Sharon is back, safe and sound, and will have many a tale for you about her adventures in Central Asia.
Today’s guest entry is from Dee Kuder, of Crane Lake Nature Blog, writing about the life and habits of the Spruce Grouse.
This bird is definitely one of very all time favorites! In fact, some of my friends could say that I am totally obsessed with this bird. I was lucky to find a very cooperative male Spruce Grouse the other day on the Echo Trail.
This photo shows the beautiful sculpting of the back feathers. This bird may be just gray and black, but if you look closely the pattern of the feathers on his back side are stunning.

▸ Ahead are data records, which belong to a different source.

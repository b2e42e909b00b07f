//! Task records: one submitted unit of work bound to its completion callback.

use std::sync::atomic::{AtomicU64, Ordering};
use std::sync::Arc;
use std::time::Instant;

use serde_json::Value;
use tracing::{warn, Span};

use crate::core::signal::{CancelSignal, ListenerId};
use crate::core::transfer::{TaskInput, TransferList};
use crate::core::PoolError;
use crate::runtime::worker::SideChannel;
use crate::util::serde::{Priority, TaskId, WorkerId};

/// Terminal state delivered to the submitter.
pub type TaskOutcome = Result<Value, PoolError>;

/// Completion callback, invoked exactly once per task.
pub type TaskCallback = Box<dyn FnOnce(TaskOutcome) + Send + 'static>;

/// Monotonic task id source.
///
/// Each pool owns one; [`TaskIdGenerator::global`] is the process-wide
/// fallback for records built outside a pool.
#[derive(Debug, Default)]
pub struct TaskIdGenerator {
    next: AtomicU64,
}

static GLOBAL_TASK_IDS: TaskIdGenerator = TaskIdGenerator::new();

impl TaskIdGenerator {
    /// Generator starting at 0.
    #[must_use]
    pub const fn new() -> Self {
        Self {
            next: AtomicU64::new(0),
        }
    }

    /// Process-wide generator.
    #[must_use]
    pub fn global() -> &'static Self {
        &GLOBAL_TASK_IDS
    }

    /// Issue the next id.
    pub fn next_id(&self) -> TaskId {
        self.next.fetch_add(1, Ordering::Relaxed)
    }
}

/// One submitted unit of work.
///
/// Owned by the submitter (or a queue) until dispatched, then by the worker
/// handle that runs it until completion. A record is never reused.
pub struct TaskRecord {
    task_id: TaskId,
    payload: Option<Value>,
    transfer_list: TransferList,
    filename: String,
    name: String,
    priority: Priority,
    callback: Option<TaskCallback>,
    cancel_signal: Option<Arc<dyn CancelSignal>>,
    cancel_listener: Option<ListenerId>,
    channel: Option<Arc<dyn SideChannel>>,
    span: Span,
    created: Instant,
    started: Option<Instant>,
    worker_id: Option<WorkerId>,
}

impl TaskRecord {
    /// Create a record.
    ///
    /// A movable input is resolved here: its value becomes the payload and
    /// its buffers are appended to `transfer_list`. The span current at this
    /// point is the context the callback later runs in.
    pub fn new(
        task_id: TaskId,
        input: impl Into<TaskInput>,
        mut transfer_list: TransferList,
        filename: impl Into<String>,
        name: impl Into<String>,
        callback: TaskCallback,
    ) -> Self {
        let (payload, moved) = input.into().into_parts();
        transfer_list.extend(moved);
        Self {
            task_id,
            payload: Some(payload),
            transfer_list,
            filename: filename.into(),
            name: name.into(),
            priority: Priority::Normal,
            callback: Some(callback),
            cancel_signal: None,
            cancel_listener: None,
            channel: None,
            span: Span::current(),
            created: Instant::now(),
            started: None,
            worker_id: None,
        }
    }

    /// Bind a cancellation signal. Makes the task abortable.
    #[must_use]
    pub fn with_cancel_signal(mut self, signal: Arc<dyn CancelSignal>) -> Self {
        self.cancel_signal = Some(signal);
        self
    }

    /// Attach a side channel handed to the worker on dispatch.
    #[must_use]
    pub fn with_channel(mut self, channel: Arc<dyn SideChannel>) -> Self {
        self.channel = Some(channel);
        self
    }

    /// Set the queue priority.
    #[must_use]
    pub fn with_priority(mut self, priority: Priority) -> Self {
        self.priority = priority;
        self
    }

    /// Task identifier.
    #[must_use]
    pub const fn task_id(&self) -> TaskId {
        self.task_id
    }

    /// Worker entry the task targets.
    #[must_use]
    pub fn filename(&self) -> &str {
        &self.filename
    }

    /// Named export within the entry.
    #[must_use]
    pub fn name(&self) -> &str {
        &self.name
    }

    /// Queue priority.
    #[must_use]
    pub const fn priority(&self) -> Priority {
        self.priority
    }

    /// Buffers that move with the request.
    #[must_use]
    pub fn transfer_list(&self) -> &TransferList {
        &self.transfer_list
    }

    /// Bound cancellation signal.
    #[must_use]
    pub fn cancel_signal(&self) -> Option<&Arc<dyn CancelSignal>> {
        self.cancel_signal.as_ref()
    }

    /// Whether a cancellation signal is bound.
    #[must_use]
    pub const fn is_abortable(&self) -> bool {
        self.cancel_signal.is_some()
    }

    /// Side channel, if the task declared one.
    #[must_use]
    pub fn channel(&self) -> Option<&Arc<dyn SideChannel>> {
        self.channel.as_ref()
    }

    /// Remember the listener registered on the cancellation signal so it is
    /// detached on completion.
    pub fn set_cancel_listener(&mut self, id: ListenerId) {
        self.cancel_listener = Some(id);
    }

    /// Hand the payload off. Returns `None` if it was already released.
    pub fn release_payload(&mut self) -> Option<Value> {
        self.payload.take()
    }

    /// Whether the payload is still held locally.
    #[must_use]
    pub const fn has_payload(&self) -> bool {
        self.payload.is_some()
    }

    /// Record assignment to a worker and the dispatch time.
    pub fn mark_dispatched(&mut self, worker_id: WorkerId) {
        self.worker_id = Some(worker_id);
        self.started = Some(Instant::now());
    }

    /// Worker the task was dispatched to.
    #[must_use]
    pub const fn worker_id(&self) -> Option<WorkerId> {
        self.worker_id
    }

    /// Creation time.
    #[must_use]
    pub const fn created(&self) -> Instant {
        self.created
    }

    /// Dispatch time, `None` until dispatched.
    #[must_use]
    pub const fn started(&self) -> Option<Instant> {
        self.started
    }

    /// Whether the callback already ran.
    #[must_use]
    pub const fn is_completed(&self) -> bool {
        self.callback.is_none()
    }

    /// Deliver the terminal state.
    ///
    /// The callback runs inside the span captured at creation, then any
    /// cancellation listener is detached. Only the first call has an effect;
    /// returns whether this call delivered the outcome.
    pub fn complete(&mut self, outcome: TaskOutcome) -> bool {
        let Some(callback) = self.callback.take() else {
            warn!(task_id = self.task_id, "task already completed; ignoring");
            return false;
        };
        self.span.in_scope(|| callback(outcome));
        if let (Some(signal), Some(id)) = (&self.cancel_signal, self.cancel_listener.take()) {
            signal.unsubscribe(id);
        }
        true
    }

    /// Complete with [`PoolError::Cancelled`].
    pub fn cancel(&mut self) -> bool {
        self.complete(Err(PoolError::Cancelled))
    }
}

impl Drop for TaskRecord {
    fn drop(&mut self) {
        if !self.is_completed() {
            warn!(task_id = self.task_id, "task dropped before completion");
            self.complete(Err(PoolError::PoolShutdown));
        }
    }
}

impl std::fmt::Debug for TaskRecord {
    fn fmt(&self, f: &mut std::fmt::Formatter<'_>) -> std::fmt::Result {
        f.debug_struct("TaskRecord")
            .field("task_id", &self.task_id)
            .field("filename", &self.filename)
            .field("name", &self.name)
            .field("priority", &self.priority)
            .field("abortable", &self.is_abortable())
            .field("worker_id", &self.worker_id)
            .field("completed", &self.is_completed())
            .finish_non_exhaustive()
    }
}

There’s good reason that back in the old days, this Grouse was called “Fools Hen”. They seem to be completely unfamiliar with people. Just imagine living life in the deep forest with an unlimited supply of food – they live off of Jack Pine and Spruce needles. Their predators are probably few and far between, and if they are being hunted by something, the places that they live, in the deep cover of a Spruce swamp, could deter any attacks. Maybe the terrible taste of their flesh is also a deterrent. Spruce Grouse can be legally hunted, and an estimated 20,000 were taken last year in Minnesota, although I don’t know why anyone would want to cook them up. I’ve heard that the taste of pine neeedles is what they’re all about.
Unfortunately, the Spruce Grouse may be taking the same path as Moose in northern Minnesota. For the past 60 years their numbers have been steadily declining. They may be extirpated (species that formerly occurred in the state but have disappeared and aren’t expected to recur) in northern Minnesota in the near future, just as a downturn in the Moose population is feared. I have heard from some of the locals here in Crane Lake that Spruce Grouse were once common. Now they are considered a very rare bird. Only a few pockets of remote forest around northern Minnesota currently hold these birds. I would love to hear some more stories about this Grouse, please contact me with any comments.

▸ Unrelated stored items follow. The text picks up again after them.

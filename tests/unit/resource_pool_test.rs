//! Tests for least-usage selection over real worker handles

use std::sync::Arc;

use async_trait::async_trait;
use nova_pool::core::{
    AbortController, AsyncResource, PoolError, ResourcePool, TaskOutcome, TaskRecord, WorkerHandle,
    INFINITE_USAGE,
};
use nova_pool::runtime::{message_channel, ResponseMessage, Worker, WorkerInit, WorkerPort};
use serde_json::json;

struct IdleWorker;

#[async_trait]
impl Worker for IdleWorker {
    fn runtime(&self) -> &str {
        "idle"
    }

    fn thread_id(&self) -> u64 {
        0
    }

    fn initialize(&self, _init: WorkerInit) -> Result<(), PoolError> {
        Ok(())
    }

    async fn terminate(&self) {}
}

fn handle(worker_id: u32) -> (Arc<WorkerHandle>, WorkerPort) {
    let (port, worker_port) = message_channel();
    let handle = WorkerHandle::new(
        Arc::new(IdleWorker),
        port,
        worker_id,
        Box::new(|| {}),
        Arc::new(|_: &ResponseMessage| {}),
    );
    (Arc::new(handle), worker_port)
}

fn task(task_id: u64) -> TaskRecord {
    TaskRecord::new(task_id, json!(null), Vec::new(), "worker.js", "default", Box::new(|_: TaskOutcome| {}))
}

#[test]
fn test_pending_handles_are_never_selected() {
    let pool = ResourcePool::new(4);
    let (a, _pa) = handle(0);
    pool.add(Arc::clone(&a));
    assert!(pool.find_available().is_none());
    a.mark_ready();
    assert_eq!(pool.find_available().unwrap().worker_id(), 0);
}

#[test]
fn test_selects_idle_then_least_loaded() {
    let pool = ResourcePool::new(4);
    let (busy, _pb) = handle(0);
    let (light, _pl) = handle(1);
    for h in [&busy, &light] {
        pool.add(Arc::clone(h));
        h.mark_ready();
    }
    busy.dispatch(task(1));
    busy.dispatch(task(2));
    assert_eq!(pool.find_available().unwrap().worker_id(), 1);

    light.dispatch(task(3));
    assert_eq!(pool.find_available().unwrap().worker_id(), 1);
}

#[test]
fn test_abortable_handle_is_skipped() {
    let pool = ResourcePool::new(4);
    let (h, _port) = handle(0);
    pool.add(Arc::clone(&h));
    h.mark_ready();

    let controller = AbortController::new();
    h.dispatch(task(1).with_cancel_signal(controller.signal().into_cancel_signal()));
    assert_eq!(h.current_usage(), INFINITE_USAGE);
    assert!(pool.find_available().is_none());
}

#[test]
fn test_saturated_handles_return_none() {
    let pool = ResourcePool::new(1);
    let (h, _port) = handle(0);
    pool.add(Arc::clone(&h));
    h.mark_ready();
    h.dispatch(task(1));
    assert!(pool.find_available().is_none());

    pool.set_maximum_usage(2);
    assert_eq!(pool.maximum_usage(), 2);
    assert!(pool.find_available().is_some());
}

The Spruce Grouse is the only Grouse where you can readily tell the female from the male. Some people can get confused when they see a female Sprucey and think they are seeing a Ruffed Grouse. The Ruffed Grouse is the only Grouse that has a crest – Spruceys will always have a round head. The other very reliable field mark is the chestnut or rufous colored tips on their tail feathers. Both males and females have this marking. Of course, the male is unmistakable – they are beautiful birds!
Notice the calm expression in this photo, the red above his eye is hardly showing…
Now he’s a little more excited with his enlarged red eye combs.
Now he’s up and displaying, notice the chestnut colored tips on his tail.
The Spruce Grouse in this video was displaying. The most striking thing about this video was the way he was seemingly able to control each and every one of his breast feathers. The way he was moving them around made me think he was trying to hypnotize whatever he was trying to influence. Whether it was a female that he was impressing with his wiley ways or another male that he was trying to prove his manhood to, I don’t know, but this bird is absolutely beautiful! Can you tell I love this bird?